# Make PDs and match points to map

This notebook contains functions for displaying persistence diagrams and their corresponding choropleths.

**REQUIREMENTS:** To plot the maps, a full census tract shapefile for the US is required, which we obtained from [NHGIS](https://www.nhgis.org/).
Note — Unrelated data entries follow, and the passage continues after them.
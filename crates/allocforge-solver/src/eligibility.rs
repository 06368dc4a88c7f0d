//! Staged eligibility filtering.
//!
//! Workers are filtered for a unit in four stages: skills, capacity, slot
//! floor, load ceiling. The report keeps the survivors in worker input order
//! and remembers which stage emptied the set, which determines the reason
//! reported for unassigned tasks.

use std::fmt;

use allocforge_core::RuleSet;

use crate::ledger::WorkerLedger;
use crate::outcome::UnassignedReason;
use crate::unit::AllocationUnit;

/// A hard filter applied to the candidate workers of a unit.
#[derive(Debug, Clone, Copy, PartialEq, Eq, Hash)]
pub enum FilterStage {
    /// Worker holds every required skill.
    Skills,
    /// Load plus unit duration fits the worker's phases.
    Capacity,
    /// Free slots after placement stay at or above the group floor.
    SlotFloor,
    /// Load plus unit duration stays at or below the group ceiling.
    LoadCeiling,
}

impl FilterStage {
    /// All stages, in application order.
    pub const ALL: [FilterStage; 4] = [
        FilterStage::Skills,
        FilterStage::Capacity,
        FilterStage::SlotFloor,
        FilterStage::LoadCeiling,
    ];

    /// Reason reported when this stage leaves a single task without candidates.
    pub fn reason(&self) -> UnassignedReason {
        match self {
            FilterStage::Skills => UnassignedReason::NoEligibleWorker,
            FilterStage::Capacity => UnassignedReason::InsufficientCapacity,
            FilterStage::SlotFloor => UnassignedReason::SlotRestrictionViolated,
            FilterStage::LoadCeiling => UnassignedReason::LoadLimitExceeded,
        }
    }

    pub fn name(&self) -> &'static str {
        match self {
            FilterStage::Skills => "skills",
            FilterStage::Capacity => "capacity",
            FilterStage::SlotFloor => "slot floor",
            FilterStage::LoadCeiling => "load ceiling",
        }
    }
}

impl fmt::Display for FilterStage {
    fn fmt(&self, f: &mut fmt::Formatter<'_>) -> fmt::Result {
        f.write_str(self.name())
    }
}

/// Eligible workers for one unit.
#[derive(Debug, Clone, PartialEq, Eq)]
pub struct EligibilityReport {
    /// Indices of eligible workers, in input order.
    pub eligible: Vec<usize>,
    /// Stage that removed the last candidate, if the set ended up empty.
    pub emptied_at: Option<FilterStage>,
}

impl EligibilityReport {
    pub fn is_empty(&self) -> bool {
        self.eligible.is_empty()
    }

    /// Reason to report for a unit left without candidates.
    pub fn reason(&self, unit: &AllocationUnit<'_>) -> Option<UnassignedReason> {
        if !self.eligible.is_empty() {
            return None;
        }
        if unit.is_co_run() {
            return Some(UnassignedReason::CoRunUnsatisfiable);
        }
        Some(
            self.emptied_at
                .unwrap_or(FilterStage::Skills)
                .reason(),
        )
    }
}

/// Filters the ledger's workers for `unit` against the current loads.
///
/// An empty worker pool reports as emptied at [`FilterStage::Skills`].
pub fn filter_workers(
    unit: &AllocationUnit<'_>,
    rules: &RuleSet,
    ledger: &WorkerLedger<'_>,
) -> EligibilityReport {
    let workers = ledger.workers();
    let duration = unit.duration();
    let mut eligible: Vec<usize> = (0..workers.len()).collect();

    for stage in FilterStage::ALL {
        eligible.retain(|&idx| {
            let worker = &workers[idx];
            match stage {
                FilterStage::Skills => worker.has_all_skills(unit.required_skills()),
                FilterStage::Capacity => ledger.fits(idx, duration),
                FilterStage::SlotFloor => rules.slot_floor(worker).map_or(true, |floor| {
                    ledger.free_slots_after(idx, duration) >= floor
                }),
                FilterStage::LoadCeiling => rules
                    .load_ceiling(worker)
                    .map_or(true, |ceiling| ledger.load(idx) + duration <= ceiling),
            }
        });
        if eligible.is_empty() {
            return EligibilityReport {
                eligible,
                emptied_at: Some(stage),
            };
        }
    }

    EligibilityReport {
        eligible,
        emptied_at: None,
    }
}
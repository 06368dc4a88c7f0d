//! Worker - a resource with skills and phase availability.

use std::collections::BTreeSet;

use crate::error::{AllocForgeError, Result};

/// A worker that can take tasks during its available phases.
///
/// Capacity is `available_slots.len() * max_load_per_phase` phase-units.
///
/// # Examples
///
/// ```
/// use allocforge_core::Worker;
///
/// let worker = Worker::new("W1", [1, 2], 2).with_skills(["Java", "SQL"]);
/// assert_eq!(worker.capacity(), 4);
/// assert!(worker.has_skill("SQL"));
/// ```
#[derive(Debug, Clone, PartialEq, Eq)]
#[cfg_attr(feature = "serde", derive(serde::Serialize, serde::Deserialize))]
#[cfg_attr(feature = "serde", serde(rename_all = "camelCase"))]
pub struct Worker {
    /// Unique identifier.
    pub id: String,
    /// Skills held.
    #[cfg_attr(feature = "serde", serde(default))]
    pub skills: BTreeSet<String>,
    /// Phases in which the worker accepts work, ascending.
    pub available_slots: BTreeSet<u32>,
    /// Phase-units the worker can absorb in a single phase.
    pub max_load_per_phase: u32,
    /// Group tag referenced by slot and load rules.
    #[cfg_attr(feature = "serde", serde(default, skip_serializing_if = "Option::is_none"))]
    pub group: Option<String>,
}

impl Worker {
    /// Creates a worker without skills or group.
    pub fn new(
        id: impl Into<String>,
        available_slots: impl IntoIterator<Item = u32>,
        max_load_per_phase: u32,
    ) -> Self {
        Self {
            id: id.into(),
            skills: BTreeSet::new(),
            available_slots: available_slots.into_iter().collect(),
            max_load_per_phase,
            group: None,
        }
    }

    /// Adds skills.
    pub fn with_skills<I, S>(mut self, skills: I) -> Self
    where
        I: IntoIterator<Item = S>,
        S: Into<String>,
    {
        self.skills.extend(skills.into_iter().map(Into::into));
        self
    }

    /// Sets the group tag.
    pub fn with_group(mut self, group: impl Into<String>) -> Self {
        self.group = Some(group.into());
        self
    }

    /// Total phase-units this worker can take in one run.
    #[inline]
    pub fn capacity(&self) -> u64 {
        self.available_slots.len() as u64 * u64::from(self.max_load_per_phase)
    }

    /// Number of phases the worker is available in.
    #[inline]
    pub fn slot_count(&self) -> usize {
        self.available_slots.len()
    }

    pub fn has_skill(&self, skill: &str) -> bool {
        self.skills.contains(skill)
    }

    /// Returns true if every required skill is held.
    pub fn has_all_skills(&self, required: &BTreeSet<String>) -> bool {
        required.is_subset(&self.skills)
    }

    /// Returns true if the worker's group tag equals `group`.
    pub fn in_group(&self, group: &str) -> bool {
        self.group.as_deref() == Some(group)
    }

    /// Checks attribute domains.
    pub fn validate(&self) -> Result<()> {
        let invalid = |reason: &str| AllocForgeError::InvalidWorker {
            id: self.id.clone(),
            reason: reason.to_string(),
        };
        if self.id.trim().is_empty() {
            return Err(invalid("identifier is blank"));
        }
        if self.max_load_per_phase == 0 {
            return Err(invalid("max load per phase must be at least 1"));
        }
        if self.available_slots.contains(&0) {
            return Err(invalid("phase slots must be positive"));
        }
        Ok(())
    }
}
//! Error types for AllocForge

use thiserror::Error;

use crate::rule::InvalidRuleError;

/// Structural errors that abort an allocation run before any assignment.
///
/// Per-task failures (no eligible worker, exhausted limits) are never
/// reported through this type; they end up in the outcome's unassigned list.
#[derive(Debug, Error, PartialEq, Eq)]
pub enum AllocForgeError {
    /// A rule failed validation against the task and worker sets.
    #[error("Invalid rule #{index}: {source}")]
    InvalidRule {
        /// Position of the rule in the submitted rule list.
        index: usize,
        #[source]
        source: InvalidRuleError,
    },

    /// Two tasks share the same identifier.
    #[error("Duplicate task identifier: {0}")]
    DuplicateTask(String),

    /// Two workers share the same identifier.
    #[error("Duplicate worker identifier: {0}")]
    DuplicateWorker(String),

    /// A task carries an attribute outside its domain.
    #[error("Invalid task {id}: {reason}")]
    InvalidTask { id: String, reason: String },

    /// A worker carries an attribute outside its domain.
    #[error("Invalid worker {id}: {reason}")]
    InvalidWorker { id: String, reason: String },
}

/// Result type alias for AllocForge operations
pub type Result<T> = std::result::Result<T, AllocForgeError>;
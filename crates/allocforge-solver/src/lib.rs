//! AllocForge Solver - greedy rule-constrained allocation
//!
//! This crate turns a validated [`AllocationProblem`] into an
//! [`AllocationOutcome`]:
//! - Unit building (singletons and merged co-run groups)
//! - Worker load ledger with phase packing
//! - Staged eligibility filtering (skills, capacity, slot floor, load ceiling)
//! - Weighted scoring with per-term breakdowns
//! - Candidate foragers (best score, first eligible)
//! - Parallel batch execution of independent problems
//!
//! # Example
//!
//! ```
//! use allocforge_core::{AllocationProblem, PrioritizationPolicy, Task, Worker};
//! use allocforge_solver::allocate;
//!
//! let problem = AllocationProblem::new(
//!     vec![Task::new("T1", 2).with_skills(["Java"])],
//!     vec![Worker::new("W1", [1, 2], 2).with_skills(["Java"])],
//!     vec![],
//!     PrioritizationPolicy::default(),
//! )
//! .unwrap();
//!
//! let outcome = allocate(&problem);
//! assert_eq!(outcome.assignments[0].worker_id, "W1");
//! assert!(outcome.unassigned.is_empty());
//! ```
//!
//! [`AllocationProblem`]: allocforge_core::AllocationProblem

pub mod allocator;
pub mod batch;
pub mod eligibility;
pub mod forager;
pub mod ledger;
pub mod outcome;
pub mod scorer;
pub mod unit;

pub use allocator::{allocate, Allocator};
pub use batch::allocate_batch;
pub use eligibility::{EligibilityReport, FilterStage};
pub use forager::{BestScoreForager, Candidate, CandidateForager, FirstEligibleForager};
pub use ledger::WorkerLedger;
pub use outcome::{AllocationOutcome, Assignment, TaskOutcome, Unassigned, UnassignedReason};
pub use scorer::Scorer;
pub use unit::{build_units, AllocationUnit};
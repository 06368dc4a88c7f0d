//! Colorful console output for allocation events.
//!
//! Provides a custom `tracing` layer that formats allocator events with
//! colors. Enabled with the `console` feature.

use std::io::{self, Write};
use std::sync::OnceLock;

use owo_colors::OwoColorize;
use tracing::field::{Field, Visit};
use tracing::{Event, Subscriber};
use tracing_subscriber::layer::{Context, SubscriberExt};
use tracing_subscriber::util::SubscriberInitExt;
use tracing_subscriber::{EnvFilter, Layer};

static INIT: OnceLock<()> = OnceLock::new();

const DEFAULT_FILTER: &str = "allocforge_solver=info";

/// Installs the console subscriber.
///
/// Safe to call multiple times - only the first call has effect. `RUST_LOG`
/// overrides the default `allocforge_solver=info` filter.
pub fn init() {
    INIT.get_or_init(|| {
        let filter =
            EnvFilter::try_from_default_env().unwrap_or_else(|_| EnvFilter::new(DEFAULT_FILTER));

        // Another global subscriber may already be installed.
        let _ = tracing_subscriber::registry()
            .with(filter)
            .with(AllocationConsoleLayer)
            .try_init();
    });
}

/// A tracing layer that formats allocator events with colors.
pub struct AllocationConsoleLayer;

impl<S: Subscriber> Layer<S> for AllocationConsoleLayer {
    fn on_event(&self, event: &Event<'_>, _ctx: Context<'_, S>) {
        if !event.metadata().target().starts_with("allocforge_solver") {
            return;
        }

        let mut visitor = EventVisitor::default();
        event.record(&mut visitor);

        let output = format_event(&visitor);
        if !output.is_empty() {
            let _ = writeln!(io::stdout(), "{}", output);
        }
    }
}

#[derive(Debug, Default)]
struct EventVisitor {
    event: Option<String>,
    tasks: Option<u64>,
    workers: Option<u64>,
    rules: Option<u64>,
    units: Option<u64>,
    assigned: Option<u64>,
    unassigned: Option<u64>,
    dropped_rules: Option<u64>,
    problems: Option<u64>,
    duration_ms: Option<u64>,
    index: Option<u64>,
    unit: Option<String>,
    worker: Option<String>,
    rule: Option<String>,
    reason: Option<String>,
    selection: Option<String>,
    score: Option<String>,
}

impl Visit for EventVisitor {
    fn record_debug(&mut self, field: &Field, value: &dyn std::fmt::Debug) {
        self.record_str(field, format!("{:?}", value).trim_matches('"'));
    }

    fn record_u64(&mut self, field: &Field, value: u64) {
        match field.name() {
            "tasks" => self.tasks = Some(value),
            "workers" => self.workers = Some(value),
            "rules" => self.rules = Some(value),
            "units" => self.units = Some(value),
            "assigned" => self.assigned = Some(value),
            "unassigned" => self.unassigned = Some(value),
            "dropped_rules" => self.dropped_rules = Some(value),
            "problems" => self.problems = Some(value),
            "duration_ms" => self.duration_ms = Some(value),
            "index" => self.index = Some(value),
            _ => {}
        }
    }

    fn record_i64(&mut self, field: &Field, value: i64) {
        self.record_u64(field, value.max(0) as u64);
    }

    fn record_str(&mut self, field: &Field, value: &str) {
        let slot = match field.name() {
            "event" => &mut self.event,
            "unit" => &mut self.unit,
            "worker" => &mut self.worker,
            "rule" => &mut self.rule,
            "reason" => &mut self.reason,
            "selection" => &mut self.selection,
            "score" => &mut self.score,
            _ => return,
        };
        *slot = Some(value.to_string());
    }
}

fn format_event(v: &EventVisitor) -> String {
    match v.event.as_deref().unwrap_or("") {
        "allocation_start" => format_allocation_start(v),
        "rule_dropped" => format_rule_dropped(v),
        "unit_assigned" => format_unit_assigned(v),
        "unit_unassigned" => format_unit_unassigned(v),
        "allocation_end" => format_allocation_end(v),
        "batch_end" => format_batch_end(v),
        _ => String::new(),
    }
}

fn format_allocation_start(v: &EventVisitor) -> String {
    format!(
        "{} {} {} tasks ({}), workers ({}), rules ({}), units ({}), selection ({})",
        timestamp().bright_black(),
        "INFO".bright_green(),
        "[Allocator]".bright_cyan(),
        v.tasks.unwrap_or(0).bright_yellow(),
        v.workers.unwrap_or(0).bright_yellow(),
        v.rules.unwrap_or(0).bright_yellow(),
        v.units.unwrap_or(0).bright_yellow(),
        v.selection.as_deref().unwrap_or("BestScore").white().bold()
    )
}

fn format_rule_dropped(v: &EventVisitor) -> String {
    format!(
        "{} {} {} rule #{} {} dropped: {}",
        timestamp().bright_black(),
        "WARN".yellow(),
        "[Rules]".bright_cyan(),
        v.index.unwrap_or(0),
        v.rule.as_deref().unwrap_or("?").white().bold(),
        v.reason.as_deref().unwrap_or("invalid").yellow()
    )
}

fn format_unit_assigned(v: &EventVisitor) -> String {
    format!(
        "    {} {} -> {} | {}",
        "+".bright_green(),
        v.unit.as_deref().unwrap_or("?").white(),
        v.worker.as_deref().unwrap_or("?").bright_white().bold(),
        format_score(v.score.as_deref().unwrap_or("0"))
    )
}

fn format_unit_unassigned(v: &EventVisitor) -> String {
    format!(
        "    {} {} | {}",
        "x".bright_red(),
        v.unit.as_deref().unwrap_or("?").white(),
        v.reason.as_deref().unwrap_or("?").bright_red()
    )
}

fn format_allocation_end(v: &EventVisitor) -> String {
    let unassigned = v.unassigned.unwrap_or(0);
    let unassigned = if unassigned == 0 {
        unassigned.bright_green().to_string()
    } else {
        unassigned.bright_red().to_string()
    };

    format!(
        "{} {} {} Allocation ended: time spent ({}), assigned ({}), unassigned ({}), dropped rules ({}), total score ({})",
        timestamp().bright_black(),
        "INFO".bright_green(),
        "[Allocator]".bright_cyan(),
        format_duration_ms(v.duration_ms.unwrap_or(0)).yellow(),
        v.assigned.unwrap_or(0).bright_green(),
        unassigned,
        v.dropped_rules.unwrap_or(0).yellow(),
        format_score(v.score.as_deref().unwrap_or("0"))
    )
}

fn format_batch_end(v: &EventVisitor) -> String {
    format!(
        "{} {} {} {} problems allocated, {} tasks assigned",
        timestamp().bright_black(),
        "INFO".bright_green(),
        "[Batch]".bright_cyan(),
        v.problems.unwrap_or(0).bright_yellow(),
        v.assigned.unwrap_or(0).bright_green()
    )
}

fn timestamp() -> String {
    std::time::SystemTime::now()
        .duration_since(std::time::UNIX_EPOCH)
        .map(|d| {
            let secs = d.as_secs() % 100000;
            let millis = d.subsec_millis();
            format!("{:5}.{:03}", secs, millis)
        })
        .unwrap_or_else(|_| "    0.000".to_string())
}

fn format_duration_ms(ms: u64) -> String {
    if ms < 1000 {
        format!("{}ms", ms)
    } else if ms < 60_000 {
        format!("{:.2}s", ms as f64 / 1000.0)
    } else {
        format!("{}m {}s", ms / 60_000, (ms % 60_000) / 1000)
    }
}

fn format_score(score: &str) -> String {
    match score.parse::<f64>() {
        Ok(n) if n < 0.0 => score.bright_red().to_string(),
        Ok(n) if n > 0.0 => score.bright_green().to_string(),
        _ => score.white().to_string(),
    }
}
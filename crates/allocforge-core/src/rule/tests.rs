//! Tests for rule construction and validation.

use super::*;
use crate::domain::{Task, Worker};

fn tasks() -> Vec<Task> {
    vec![Task::new("T1", 1), Task::new("T2", 1), Task::new("T3", 2)]
}

fn workers() -> Vec<Worker> {
    vec![
        Worker::new("W1", [1, 2], 1).with_group("Sales"),
        Worker::new("W2", [1, 2], 1).with_group("Sales"),
        Worker::new("W3", [1], 1),
    ]
}

#[test]
fn test_co_run_needs_two_distinct_tasks() {
    assert_eq!(
        Rule::co_run(["T1"]).unwrap_err(),
        InvalidRuleError::TooFewCoRunTasks { distinct: 1 }
    );
    assert_eq!(
        Rule::co_run(["T1", "T1"]).unwrap_err(),
        InvalidRuleError::TooFewCoRunTasks { distinct: 1 }
    );
    assert!(Rule::co_run(["T1", "T2"]).is_ok());
}

#[test]
fn test_bounds_must_be_positive() {
    assert_eq!(
        Rule::slot_restriction("Sales", 0).unwrap_err(),
        InvalidRuleError::NonPositiveBound {
            kind: RuleKind::SlotRestriction,
            bound: 0,
        }
    );
    assert_eq!(
        Rule::load_limit("Sales", -1).unwrap_err(),
        InvalidRuleError::NonPositiveBound {
            kind: RuleKind::LoadLimit,
            bound: -1,
        }
    );
    assert_eq!(
        Rule::load_limit("Sales", -1).unwrap_err().to_string(),
        "loadLimit rule bound must be positive, got -1"
    );
    assert!(matches!(
        Rule::load_limit(" ", 3).unwrap_err(),
        InvalidRuleError::BlankGroup { .. }
    ));
}

#[test]
fn test_validate_against_context() {
    let tasks = tasks();
    let workers = workers();
    let context = RuleContext::new(&tasks, &workers);

    assert!(Rule::co_run(["T1", "T3"]).unwrap().validate(&context).is_ok());
    assert_eq!(
        Rule::co_run(["T1", "T9"]).unwrap().validate(&context),
        Err(InvalidRuleError::UnknownTask("T9".to_string()))
    );

    assert!(Rule::load_limit("Sales", 2).unwrap().validate(&context).is_ok());
    assert_eq!(
        Rule::slot_restriction("Ops", 1).unwrap().validate(&context),
        Err(InvalidRuleError::EmptyGroup {
            kind: RuleKind::SlotRestriction,
            group: "Ops".to_string()
        })
    );
}

#[test]
fn test_validate_rechecks_shape() {
    let tasks = tasks();
    let workers = workers();
    let context = RuleContext::new(&tasks, &workers);

    let raw = Rule::LoadLimit {
        group: "Sales".to_string(),
        max_slots: 0,
    };
    assert!(raw.validate(&context).is_err());
}

#[test]
fn test_applies_to() {
    let tasks = tasks();
    let workers = workers();

    let co_run = Rule::co_run(["T1", "T2"]).unwrap();
    assert!(co_run.applies_to(RuleTarget::Task(&tasks[0])));
    assert!(!co_run.applies_to(RuleTarget::Task(&tasks[2])));
    assert!(!co_run.applies_to(RuleTarget::Worker(&workers[0])));

    let limit = Rule::load_limit("Sales", 2).unwrap();
    assert!(limit.applies_to(RuleTarget::Worker(&workers[1])));
    assert!(!limit.applies_to(RuleTarget::Worker(&workers[2])));
    assert!(!limit.applies_to(RuleTarget::Task(&tasks[0])));
}

#[test]
fn test_kind_and_display() {
    let rule = Rule::slot_restriction("Sales", 2).unwrap();
    assert_eq!(rule.kind(), RuleKind::SlotRestriction);
    assert_eq!(rule.group(), Some("Sales"));
    assert_eq!(rule.to_string(), "slotRestriction[Sales >= 2 free]");
    assert_eq!(RuleKind::CoRun.to_string(), "coRun");
}

#[test]
fn test_co_run_groups_merge_transitively() {
    let rules = RuleSet::from_rules(vec![
        Rule::co_run(["T4", "T5"]).unwrap(),
        Rule::co_run(["T2", "T3"]).unwrap(),
        Rule::co_run(["T3", "T5"]).unwrap(),
        Rule::co_run(["T7", "T8"]).unwrap(),
    ]);

    let groups = rules.co_run_groups();
    assert_eq!(groups.len(), 2);

    let first: Vec<&str> = groups[0].iter().map(String::as_str).collect();
    assert_eq!(first, vec!["T2", "T3", "T4", "T5"]);
    let second: Vec<&str> = groups[1].iter().map(String::as_str).collect();
    assert_eq!(second, vec!["T7", "T8"]);
}

#[test]
fn test_bounds_ignore_other_groups() {
    let rules = RuleSet::from_rules(vec![
        Rule::slot_restriction("Sales", 2).unwrap(),
        Rule::slot_restriction("Sales", 1).unwrap(),
        Rule::load_limit("Ops", 1).unwrap(),
    ]);
    let sales = Worker::new("W1", [1, 2, 3], 1).with_group("Sales");
    let free = Worker::new("W2", [1], 1);

    assert_eq!(rules.slot_floor(&sales), Some(2));
    assert_eq!(rules.load_ceiling(&sales), None);
    assert_eq!(rules.slot_floor(&free), None);
}
//! Terse constructors for tasks and workers.
//!
//! # Example
//!
//! ```
//! use allocforge_test::builders::{task, worker};
//!
//! let t = task("T1", 2, &["Java"]);
//! let w = worker("W1", &["Java", "SQL"], &[1, 2], 2);
//! assert!(w.has_all_skills(&t.required_skills));
//! ```

use allocforge_core::{Task, Worker};

/// Creates a task with the given required skills.
pub fn task(id: &str, duration: u32, skills: &[&str]) -> Task {
    Task::new(id, duration).with_skills(skills.iter().copied())
}

/// Creates a worker with the given skills, slots and per-phase load.
pub fn worker(id: &str, skills: &[&str], slots: &[u32], max_load_per_phase: u32) -> Worker {
    Worker::new(id, slots.iter().copied(), max_load_per_phase).with_skills(skills.iter().copied())
}

/// Creates a worker tagged with `group`.
pub fn grouped_worker(
    id: &str,
    group: &str,
    skills: &[&str],
    slots: &[u32],
    max_load_per_phase: u32,
) -> Worker {
    worker(id, skills, slots, max_load_per_phase).with_group(group)
}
It's too big to store on github so please go and download the required files from [here](https://uncg-my.sharepoint.com/:f:/g/personal/t_weighill_uncg_edu/EhIEORpMq8ZOgu3yjn7ASdsBwMp2_B25gGizQaLhBlLvJw?e=SobxGa) and unzip them (so that `nhgis0016_shape` and `nhgis0016_shape` are at the same directory level as this notebook). 

In [None]:
from gerrychain import Graph
import networkx as nx
import numpy as np
import gudhi
import random
import gudhi.hera
from sklearn.manifold import MDS
from sklearn.cluster import DBSCAN
import os
from numpy import inf
import matplotlib.pyplot as plt
import scipy
from scipy.stats import pearsonr
from sklearn import linear_model
import pandas as pd
import importlib
import tdaredistricting
import geopandas as gpd
from matplotlib.pyplot import Circle
from tqdm import tqdm
plt.rcParams['text.usetex'] = True
INFINITY = 10e5

## Functions

In [None]:
def infinity_is_one(PD):
    for i, point in enumerate(PD):
        if point[1] == inf or point[1] == INFINITY:
            PD[i] = (PD[i][0], 1)
    return PD
    
def pd_from_graph(graph1, column, popthreshold=0):
    scomplex1 = gudhi.SimplexTree()
    for i in graph1.nodes: 
        scomplex1.insert([i]) #add a 0-simplex, given as a list with just one vertex for (u,v) in grid.edges: 
    for (u,v) in graph1.edges:
        scomplex1.insert([u,v]) #insert edge for v in scomplex.get_skeleton(0):
    for v in scomplex1.get_skeleton(0):
        node = v[0][0]
        if graph1.nodes[node]['TOTPOP'] > popthreshold:
            scomplex1.assign_filtration(
                v[0],
                filtration = 1-graph1.nodes[node][column]/graph1.nodes[node]['TOTPOP']
            )
        else:
            neighbor_values = [
                graph1.nodes[m][column]/graph1.nodes[m]['TOTPOP']
                for m in graph1.neighbors(node) if graph1.nodes[m]['TOTPOP'] > popthreshold
            ]
            #print(graph1.nodes[node]['GEOIDGIS'])
            #print(neighbor_values)
            
            if len(neighbor_values) == 0:
                scomplex1.assign_filtration(
                    v[0],
                    1
                )
            else:
                #print('assigning', 1-max(neighbor_values))
                scomplex1.assign_filtration(
                    v[0],
                    1-max(neighbor_values)
                )
    scomplex1.make_filtration_non_decreasing()
    
    persistence1 = scomplex1.persistence()
    persistence01 = [x[1] for x in persistence1 if x[0] == 0]
    for i, point in enumerate(persistence01):
        if point[1] == inf:
            persistence01[i] = (persistence01[i][0], INFINITY)
    return persistence01

def wasserstein_between_pds(pd1, pd2, p=1):
    return gudhi.hera.wasserstein_distance(pd1, pd2, order = p, internal_p = p)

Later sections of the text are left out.